Conflicting Theories – Psychology of Learning
The psychology of learning is perhaps one of the most heated topics in modern psychology, and there are many conflicting theories and points of view in this arena. The largest area of disagreement is the infant phase, which runs from childbirth to when the child first begins to speak. During all phases of the child’s life, play and learning are of paramount importance.
During the first educational phase described my most theorists of the psychology of learning (0-2 years) children learn by imitating other people (especially the mother), testing out their environment, ritualizing play and eventually simple make-believe. In the psychology of learning, each of these comes at various stages, and all must be learnt in order for a child to be able to interact with their environment productively.
The next phase described by the psychology of learning is the toddler and early childhood phases (2-5 years) in which the primary means of learning is through the use of symbols. It is in this phase that a child begins to learn the arbitrary connections between word-sounds, pictures and concepts.

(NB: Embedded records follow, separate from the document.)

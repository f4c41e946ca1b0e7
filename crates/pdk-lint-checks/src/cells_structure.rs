//! Check cell function conventions and cell module re-exports.
//!
//! Public cell functions must carry the framework cell decorator, document
//! themselves, and be re-exported from `cells/__init__.py` when the package
//! uses a cells directory.

use pdk_lint_core::aliases::{import_aliases, AliasMap};
use pdk_lint_core::matchers::{
    docstring, has_args_section, is_cell_decorator, param_names, returns_component,
    top_level_functions,
};
use pdk_lint_core::parse::{
    children_by_field, named_children, node_line, node_text, parse_file, ParsedFile,
};
use pdk_lint_core::{Check, CheckContext, CheckResult, Location};
use std::collections::BTreeSet;
use std::path::{Path, PathBuf};

/// Check name for cells-structure.
pub const NAME: &str = "check-cells-structure";

/// Validates decorator usage, docstrings, and `cells/__init__.py` exports.
#[derive(Debug, Clone, Copy, Default)]
pub struct CellsStructure;

impl CellsStructure {
    /// Creates the check.
    #[must_use]
    pub fn new() -> Self {
        Self
    }
}

impl Check for CellsStructure {
    fn name(&self) -> &'static str {
        NAME
    }

    fn description(&self) -> &'static str {
        "Validates cell decorators, docstrings, and cells/ re-exports"
    }

    fn run(&self, ctx: &CheckContext) -> CheckResult {
        let mut result = CheckResult::new(self.name());
        let Some(layout) = &ctx.layout else {
            result.warn("could not locate package directory - skipping");
            return result;
        };

        for subdir in layout.subdirs() {
            let cells_dir = subdir.join("cells");
            let cells_py = subdir.join("cells.py");

            if cells_dir.is_dir() {
                let cell_files: Vec<PathBuf> = pdk_lint_core::layout::py_files(&cells_dir)
                    .into_iter()
                    .filter(|p| p.file_name().is_some_and(|n| n != "__init__.py"))
                    .collect();
                for cell_file in &cell_files {
                    check_one_file(ctx, cell_file, &mut result);
                }
                let cells_init = cells_dir.join("__init__.py");
                if cells_init.exists() && !cell_files.is_empty() {
                    check_init_exports(ctx, &cells_init, &cell_files, &mut result);
                }
            } else if cells_py.exists() {
                check_one_file(ctx, &cells_py, &mut result);
            } else {
                result.error_at(
                    Location::new(ctx.display_path(subdir)),
                    "no cells module found (expected cells/ or cells.py)",
                );
            }
        }

        result
    }
}

fn check_one_file(ctx: &CheckContext, path: &Path, result: &mut CheckResult) {
    let display = ctx.display_path(path);
    match parse_file(path) {
        Ok(file) => {
            let aliases = import_aliases(&file);
            check_functions(&file, &aliases, &display, result);
        }
        Err(e) if e.is_syntax() => {
            result.warn_at(Location::new(display), "could not parse (syntax error)");
        }
        Err(_) => {
            result.warn_at(Location::new(display), "could not read file");
        }
    }
}

fn check_functions(file: &ParsedFile, aliases: &AliasMap, display: &Path, result: &mut CheckResult) {
    let source = file.bytes();
    for (func, decorators) in top_level_functions(file.root()) {
        let Some(name_node) = func.child_by_field_name("name") else {
            continue;
        };
        let name = node_text(name_node, source);
        if name.starts_with('_') {
            continue;
        }
        let line = node_line(func);
        let has_cell_dec = decorators
            .iter()
            .any(|d| is_cell_decorator(*d, source, aliases));

        if has_cell_dec {
            match docstring(func, source) {
                None => {
                    result.error_at(
                        Location::with_line(display, line),
                        format!("cell function '{name}' missing docstring"),
                    );
                }
                Some(doc) => {
                    // Only documented-parameter enforcement when there are
                    // parameters to document.
                    if !param_names(func, source).is_empty() && !has_args_section(&doc) {
                        result.error_at(
                            Location::with_line(display, line),
                            format!("cell function '{name}' docstring missing 'Args:' section"),
                        );
                    }
                }
            }
        } else if returns_component(func, source, aliases) {
            result.error_at(
                Location::with_line(display, line),
                format!("function '{name}' returns Component but missing the cell decorator"),
            );
        }
    }
}

/// Module stems imported at the top level of `cells/__init__.py`.
///
/// A relative `from .mod import ...` exports `mod`; a plain `import mod`
/// exports the final dotted component.
fn exported_module_stems(file: &ParsedFile) -> BTreeSet<String> {
    let source = file.bytes();
    let mut stems = BTreeSet::new();
    for node in named_children(file.root()) {
        match node.kind() {
            "import_from_statement" => {
                let Some(module) = node.child_by_field_name("module_name") else {
                    continue;
                };
                if module.kind() == "relative_import" {
                    for part in named_children(module) {
                        if part.kind() == "dotted_name" {
                            let text = node_text(part, source);
                            if let Some(first) = text.split('.').next() {
                                stems.insert(first.to_string());
                            }
                        }
                    }
                }
            }
            "import_statement" => {
                for name in children_by_field(node, "name") {
                    let target = match name.kind() {
                        "aliased_import" => name.child_by_field_name("name"),
                        _ => Some(name),
                    };
                    if let Some(target) = target {
                        let text = node_text(target, source);
                        if let Some(last) = text.split('.').next_back() {
                            stems.insert(last.to_string());
                        }
                    }
                }
            }
            _ => {}
        }
    }
    stems
}

fn check_init_exports(
    ctx: &CheckContext,
    cells_init: &Path,
    cell_files: &[PathBuf],
    result: &mut CheckResult,
) {
    let Ok(file) = parse_file(cells_init) else {
        return;
    };
    let exported = exported_module_stems(&file);
    let display = ctx.display_path(cells_init);
    for cell_file in cell_files {
        let Some(stem) = cell_file.file_stem().map(|s| s.to_string_lossy()) else {
            continue;
        };
        if !exported.contains(stem.as_ref()) {
            result.error_at(
                Location::new(display.clone()),
                format!("cell module '{stem}' is not re-exported (missing import from .{stem})"),
            );
        }
    }
}

#[cfg(test)]
mod tests {
    use super::*;
    use pdk_lint_core::LayoutResolver;
    use std::fs;
    use tempfile::TempDir;

    fn run_on(repo: &TempDir) -> CheckResult {
        let layout = LayoutResolver::new().resolve(repo.path(), None);
        let ctx = CheckContext::new(repo.path(), None, layout);
        CellsStructure::new().run(&ctx)
    }

    fn write(repo: &TempDir, rel: &str, content: &str) {
        let path = repo.path().join(rel);
        fs::create_dir_all(path.parent().unwrap()).unwrap();
        fs::write(path, content).unwrap();
    }

    const GOOD_CELL: &str = "\
import gdsfactory as gf

@gf.cell
def straight(length: float = 10.0) -> gf.Component:
    \"\"\"A straight waveguide.

    Args:
        length: waveguide length in um.
    \"\"\"
    return gf.Component()
";

    #[test]
    fn documented_decorated_cell_is_clean() {
        let repo = TempDir::new().unwrap();
        write(&repo, "mypdk/__init__.py", "");
        write(&repo, "mypdk/cells/__init__.py", "from .straight import straight\n");
        write(&repo, "mypdk/cells/straight.py", GOOD_CELL);
        assert!(run_on(&repo).is_clean());
    }

    #[test]
    fn missing_docstring_is_an_error_with_line() {
        let repo = TempDir::new().unwrap();
        write(&repo, "mypdk/__init__.py", "");
        write(&repo, "mypdk/cells/__init__.py", "from .bend import bend\n");
        write(
            &repo,
            "mypdk/cells/bend.py",
            "import gdsfactory as gf\n\n@gf.cell\ndef bend(radius=10):\n    return gf.Component()\n",
        );
        let result = run_on(&repo);
        let errors: Vec<_> = result.errors().collect();
        assert_eq!(errors.len(), 1);
        assert_eq!(errors[0].message, "cell function 'bend' missing docstring");
        assert_eq!(errors[0].location.as_ref().unwrap().line, Some(4));
    }

    #[test]
    fn params_require_args_section() {
        let repo = TempDir::new().unwrap();
        write(&repo, "mypdk/__init__.py", "");
        write(
            &repo,
            "mypdk/cells.py",
            "import gdsfactory as gf\n\n@gf.cell\ndef taper(w1, w2):\n    \"\"\"A taper.\"\"\"\n    return gf.Component()\n",
        );
        let result = run_on(&repo);
        let errors: Vec<_> = result.errors().collect();
        assert_eq!(errors.len(), 1);
        assert!(errors[0].message.contains("missing 'Args:' section"));
    }

    #[test]
    fn no_params_means_no_args_section_needed() {
        let repo = TempDir::new().unwrap();
        write(&repo, "mypdk/__init__.py", "");
        write(
            &repo,
            "mypdk/cells.py",
            "import gdsfactory as gf\n\n@gf.cell\ndef marker():\n    \"\"\"A marker.\"\"\"\n    return gf.Component()\n",
        );
        assert!(run_on(&repo).is_clean());
    }

    #[test]
    fn component_return_without_decorator_is_an_error() {
        let repo = TempDir::new().unwrap();
        write(&repo, "mypdk/__init__.py", "");
        write(
            &repo,
            "mypdk/cells.py",
            "from gdsfactory import Component\n\ndef ring(radius) -> Component:\n    \"\"\"A ring.\n\n    Args:\n        radius: um.\n    \"\"\"\n    return Component()\n",
        );
        let result = run_on(&repo);
        let errors: Vec<_> = result.errors().collect();
        assert_eq!(errors.len(), 1);
        assert!(errors[0]
            .message
            .contains("returns Component but missing the cell decorator"));
    }

    #[test]
    fn private_functions_are_skipped() {
        let repo = TempDir::new().unwrap();
        write(&repo, "mypdk/__init__.py", "");
        write(
            &repo,
            "mypdk/cells.py",
            "import gdsfactory as gf\n\ndef _helper(x) -> gf.Component:\n    return gf.Component()\n",
        );
        assert!(run_on(&repo).is_clean());
    }

    #[test]
    fn missing_cells_module_is_an_error_per_subdir() {
        let repo = TempDir::new().unwrap();
        write(&repo, "mypdk/__init__.py", "");
        write(&repo, "mypdk/tech.py", "");
        let result = run_on(&repo);
        let errors: Vec<_> = result.errors().collect();
        assert_eq!(errors.len(), 1);
        assert_eq!(
            errors[0].message,
            "no cells module found (expected cells/ or cells.py)"
        );
    }

    #[test]
    fn unexported_cell_module_is_an_error() {
        let repo = TempDir::new().unwrap();
        write(&repo, "mypdk/__init__.py", "");
        write(&repo, "mypdk/cells/__init__.py", "from .straight import straight\n");
        write(&repo, "mypdk/cells/straight.py", GOOD_CELL);
        write(&repo, "mypdk/cells/bend.py", GOOD_CELL);
        let result = run_on(&repo);
        let errors: Vec<_> = result.errors().collect();
        assert_eq!(errors.len(), 1);
        assert_eq!(
            errors[0].message,
            "cell module 'bend' is not re-exported (missing import from .bend)"
        );
    }

    #[test]
    fn plain_import_satisfies_the_re_export() {
        let repo = TempDir::new().unwrap();
        write(&repo, "mypdk/__init__.py", "");
        write(&repo, "mypdk/cells/__init__.py", "import mypdk.cells.straight\n");
        write(&repo, "mypdk/cells/straight.py", GOOD_CELL);
        assert!(run_on(&repo).is_clean());
    }

    #[test]
    fn wildcard_relative_import_satisfies_the_re_export() {
        let repo = TempDir::new().unwrap();
        write(&repo, "mypdk/__init__.py", "");
        write(&repo, "mypdk/cells/__init__.py", "from .straight import *\n");
        write(&repo, "mypdk/cells/straight.py", GOOD_CELL);
        assert!(run_on(&repo).is_clean());
    }

    #[test]
    fn unparsable_cell_file_is_a_warning() {
        let repo = TempDir::new().unwrap();
        write(&repo, "mypdk/__init__.py", "");
        write(&repo, "mypdk/cells.py", "def broken(:\n");
        let result = run_on(&repo);
        assert!(!result.has_errors());
        assert_eq!(result.warnings().count(), 1);
    }
}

Since these connections cannot be learnt through trial and error, it is important that the child have as much support as possible during this period.
The psychology of learning and the philosophy of language both place enormous importance on this part of a child’s development. Another important discovery in the psychology of learning is that children in this phase use ‘compensatory play’, which is the first evidence of children trying to come to terms with their emotions.
According the psychology of learning, children transfer their emotions or an event that happened onto another object. For example, a child that has recently been scolded might be seen scolding her doll as a way of understanding how the scolding made her feel. When the child reaches ‘childhood’ status (7 years and up) their learning capacity is greatly increased.
The psychology of learning dictates that children should be given as much structure during this period as possible, to teach the child how to interact socially. Games like hide-and-seek and board games are heavily endorsed by those who practice psychology of learning. Institutionalized games, and organized sports play an important role in this stage of a child’s development.
Studies in the psychology of learning show that children at this age who participate in sports are more likely to have better grades and more energy, and are more likely to get along well with their classmates and friends.